▶ About this exercise:
Scan the listing below for the word "FetchConfig" and copy every line where it occurs.

_____

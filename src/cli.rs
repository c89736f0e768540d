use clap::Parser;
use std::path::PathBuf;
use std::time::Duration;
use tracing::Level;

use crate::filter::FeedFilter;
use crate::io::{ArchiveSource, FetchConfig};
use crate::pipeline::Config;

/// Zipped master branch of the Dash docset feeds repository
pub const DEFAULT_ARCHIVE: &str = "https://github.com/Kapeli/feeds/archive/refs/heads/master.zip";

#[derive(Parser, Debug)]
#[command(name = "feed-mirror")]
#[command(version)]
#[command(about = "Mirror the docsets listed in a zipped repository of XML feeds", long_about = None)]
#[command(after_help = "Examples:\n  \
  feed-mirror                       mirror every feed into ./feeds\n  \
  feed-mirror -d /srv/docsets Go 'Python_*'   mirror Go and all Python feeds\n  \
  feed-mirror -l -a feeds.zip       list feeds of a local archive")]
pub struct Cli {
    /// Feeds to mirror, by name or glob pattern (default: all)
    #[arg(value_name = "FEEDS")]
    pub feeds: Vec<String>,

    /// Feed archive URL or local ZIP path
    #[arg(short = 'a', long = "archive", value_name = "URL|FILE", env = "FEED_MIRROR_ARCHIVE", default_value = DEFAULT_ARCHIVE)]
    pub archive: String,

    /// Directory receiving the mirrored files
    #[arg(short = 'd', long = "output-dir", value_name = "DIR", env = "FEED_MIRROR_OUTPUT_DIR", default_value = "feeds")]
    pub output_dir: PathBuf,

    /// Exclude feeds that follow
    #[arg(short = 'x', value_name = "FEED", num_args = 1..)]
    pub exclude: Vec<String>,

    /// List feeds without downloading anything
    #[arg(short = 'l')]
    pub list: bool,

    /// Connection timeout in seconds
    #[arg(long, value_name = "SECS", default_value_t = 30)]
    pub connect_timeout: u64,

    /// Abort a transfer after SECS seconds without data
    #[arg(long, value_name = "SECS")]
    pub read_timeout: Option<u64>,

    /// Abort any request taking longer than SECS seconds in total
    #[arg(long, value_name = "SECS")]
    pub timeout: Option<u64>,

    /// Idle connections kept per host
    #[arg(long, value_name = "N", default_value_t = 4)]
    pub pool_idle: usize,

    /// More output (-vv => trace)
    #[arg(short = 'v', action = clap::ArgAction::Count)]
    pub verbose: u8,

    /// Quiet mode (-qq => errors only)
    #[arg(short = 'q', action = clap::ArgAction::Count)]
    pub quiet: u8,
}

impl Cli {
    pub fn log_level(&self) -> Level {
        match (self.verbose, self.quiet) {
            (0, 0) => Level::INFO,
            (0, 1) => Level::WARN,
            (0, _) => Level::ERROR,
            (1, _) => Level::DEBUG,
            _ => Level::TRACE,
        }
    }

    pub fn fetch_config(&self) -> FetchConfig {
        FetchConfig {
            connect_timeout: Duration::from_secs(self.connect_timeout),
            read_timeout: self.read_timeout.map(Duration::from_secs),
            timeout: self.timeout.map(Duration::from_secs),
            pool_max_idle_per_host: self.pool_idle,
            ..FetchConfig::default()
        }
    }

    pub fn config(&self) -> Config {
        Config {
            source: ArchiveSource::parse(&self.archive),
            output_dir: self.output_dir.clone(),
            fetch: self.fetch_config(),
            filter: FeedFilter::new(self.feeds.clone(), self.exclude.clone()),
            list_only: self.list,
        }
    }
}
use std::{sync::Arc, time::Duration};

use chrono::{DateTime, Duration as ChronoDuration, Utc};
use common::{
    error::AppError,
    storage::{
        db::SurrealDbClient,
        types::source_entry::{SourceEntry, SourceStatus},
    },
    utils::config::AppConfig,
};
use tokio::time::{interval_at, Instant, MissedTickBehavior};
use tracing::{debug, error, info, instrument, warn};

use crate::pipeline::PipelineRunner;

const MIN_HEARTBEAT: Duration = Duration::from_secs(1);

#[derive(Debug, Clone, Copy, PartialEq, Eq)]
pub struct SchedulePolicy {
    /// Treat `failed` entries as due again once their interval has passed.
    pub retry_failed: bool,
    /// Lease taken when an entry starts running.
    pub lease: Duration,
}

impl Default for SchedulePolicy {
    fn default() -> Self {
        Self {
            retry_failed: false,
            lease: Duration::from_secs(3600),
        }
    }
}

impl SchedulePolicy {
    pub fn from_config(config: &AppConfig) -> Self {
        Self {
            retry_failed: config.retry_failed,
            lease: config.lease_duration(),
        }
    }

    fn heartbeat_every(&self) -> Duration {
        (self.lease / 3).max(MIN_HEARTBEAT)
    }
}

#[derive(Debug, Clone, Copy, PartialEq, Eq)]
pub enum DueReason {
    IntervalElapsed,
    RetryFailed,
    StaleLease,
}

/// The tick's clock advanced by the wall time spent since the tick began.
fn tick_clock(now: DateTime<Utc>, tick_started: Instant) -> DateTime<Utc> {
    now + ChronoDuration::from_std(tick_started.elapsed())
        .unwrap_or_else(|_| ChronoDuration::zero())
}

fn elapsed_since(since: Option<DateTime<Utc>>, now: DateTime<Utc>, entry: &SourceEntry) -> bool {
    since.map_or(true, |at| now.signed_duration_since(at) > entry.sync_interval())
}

_____

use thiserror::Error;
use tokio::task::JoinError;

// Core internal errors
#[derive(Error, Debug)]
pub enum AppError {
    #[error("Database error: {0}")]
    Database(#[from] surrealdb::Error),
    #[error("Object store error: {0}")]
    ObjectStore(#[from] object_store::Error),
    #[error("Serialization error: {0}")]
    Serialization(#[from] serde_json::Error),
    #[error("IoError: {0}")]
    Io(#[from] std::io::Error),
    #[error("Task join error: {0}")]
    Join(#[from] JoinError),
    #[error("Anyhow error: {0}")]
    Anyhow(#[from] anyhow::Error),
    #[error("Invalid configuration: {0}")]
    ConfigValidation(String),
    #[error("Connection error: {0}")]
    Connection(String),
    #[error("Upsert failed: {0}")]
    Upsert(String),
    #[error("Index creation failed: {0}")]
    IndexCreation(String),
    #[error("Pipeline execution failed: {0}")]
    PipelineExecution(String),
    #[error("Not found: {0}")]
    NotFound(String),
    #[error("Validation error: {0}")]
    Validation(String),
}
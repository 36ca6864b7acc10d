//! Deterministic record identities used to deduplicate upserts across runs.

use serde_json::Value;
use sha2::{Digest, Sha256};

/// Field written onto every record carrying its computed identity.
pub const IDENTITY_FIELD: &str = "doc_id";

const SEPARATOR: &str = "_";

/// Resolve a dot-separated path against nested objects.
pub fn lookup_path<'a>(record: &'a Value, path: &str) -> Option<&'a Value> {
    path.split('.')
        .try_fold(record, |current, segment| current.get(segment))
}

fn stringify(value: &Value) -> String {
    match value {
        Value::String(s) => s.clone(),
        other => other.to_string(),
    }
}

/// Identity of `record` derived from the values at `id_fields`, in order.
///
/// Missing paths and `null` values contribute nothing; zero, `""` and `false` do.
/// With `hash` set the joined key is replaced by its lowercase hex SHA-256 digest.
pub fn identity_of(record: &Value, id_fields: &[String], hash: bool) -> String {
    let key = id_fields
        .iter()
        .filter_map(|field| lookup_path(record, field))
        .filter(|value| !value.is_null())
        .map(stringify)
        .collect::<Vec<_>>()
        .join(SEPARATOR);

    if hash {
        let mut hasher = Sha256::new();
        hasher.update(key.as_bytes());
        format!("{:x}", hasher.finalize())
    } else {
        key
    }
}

_____

▶ Exercise answer:
use crate::io::{ArchiveSource, FetchConfig};
    pub fn fetch_config(&self) -> FetchConfig {
        FetchConfig {
            ..FetchConfig::default()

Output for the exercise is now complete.